One network type that is growing in popularity is the small office/home office (SOHO) network,
which generally includes less than 10 PCs and may not include servers at all. Network resources
such as DNS server resolution and e-mail servers are generally located offsite, either hosted by
an ISP or at a corporate office. Internet access for the SOHO network is usually provided by
cable, DSL, or perhaps ISDN. The boundary between the LAN and the WAN connections is an
inexpensive router, frequently costing less than $100.
This router may also serve double duty as a firewall to shield the SOHO network from malicious
activity originating outside the network. On the LAN side of the network, either a workgroup
hub or low-end switch may be used to provide interconnections between client PCs and the
router, and many routers include an integral hub or switch. Due to its simplicity, Ethernet is
generally the LAN standard used to wire the SOHO network. Wireless standards such as 802.11b
are starting to appear for the SOHO market, eliminating the need for adding LAN wiring in the
home.
The IP suite of protocols is used for communications on the Internet. In addition to the IP, a
requirement to support other protocols used in the corporate network, or to provide local
communication in the SOHO network, may exist. In later chapters, we will discuss how this
complex environment might be supported. In some instances, when a small office needs to
connect to a corporate environment in a secure manner, some sort of VPN device is either built
into the router itself or on the LAN. Below figure shows an illustration of a SOHO network.

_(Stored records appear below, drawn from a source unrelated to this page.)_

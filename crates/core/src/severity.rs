use serde::{Deserialize, Serialize};

/// Severity bucket assigned to a security event or vulnerability.
///
/// Rows arrive from the store as free text; anything outside the five
/// named buckets maps to `Unspecified` instead of failing the row.
#[derive(Debug, Clone, Copy, Serialize, Deserialize, PartialEq, Eq, Hash)]
#[serde(rename_all = "lowercase")]
pub enum Severity {
    Critical,
    High,
    Medium,
    Low,
    Info,
    #[serde(other)]
    Unspecified,
}

impl Severity {
    /// The five named buckets, in display order. `Unspecified` is
    /// excluded: it never appears in histograms or report tables.
    pub const NAMED: [Severity; 5] = [
        Severity::Critical,
        Severity::High,
        Severity::Medium,
        Severity::Low,
        Severity::Info,
    ];

    /// Risk-score weight: critical=10, high=5, medium=2, everything else 0.
    pub fn weight(self) -> u32 {
        match self {
            Severity::Critical => 10,
            Severity::High => 5,
            Severity::Medium => 2,
            Severity::Low | Severity::Info | Severity::Unspecified => 0,
        }
    }

    pub fn as_str(self) -> &'static str {
        match self {
            Severity::Critical => "critical",
            Severity::High => "high",
            Severity::Medium => "medium",
            Severity::Low => "low",
            Severity::Info => "info",
            Severity::Unspecified => "unspecified",
        }
    }

    /// Lenient parse used when reading raw store rows.
    pub fn parse(s: &str) -> Severity {
        match s.trim().to_ascii_lowercase().as_str() {
            "critical" => Severity::Critical,
            "high" => Severity::High,
            "medium" => Severity::Medium,
            "low" => Severity::Low,
            "info" => Severity::Info,
            _ => Severity::Unspecified,
        }
    }

    pub fn is_actionable(self) -> bool {
        matches!(self, Severity::Critical | Severity::High)
    }
}

impl Default for Severity {
    fn default() -> Self {
        Severity::Unspecified
    }
}

impl std::fmt::Display for Severity {
    fn fmt(&self, f: &mut std::fmt::Formatter<'_>) -> std::fmt::Result {
        f.write_str(self.as_str())
    }
}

Description of Enterprise Network
Posted on November 14, 2009, 3:14 pm, by Danish.
free person search
forex investments
shares
and software
informations
The largest and most complex of network types is the enterprise network. These networks are
found around the world in the offices of multinational corporations. While a company may have
a main corporate headquarters, the network itself may have more than one data center, acting as a
regional hub. The data centers would be connected to one another using some form of high-speed
WAN; in addition, numerous lower-speed spoke networks radiate from each hub, connecting
branch offices, SOHO telecommuters, and traveling employees. The reliance on computer
networks creates some serious challenges for today’s corporations.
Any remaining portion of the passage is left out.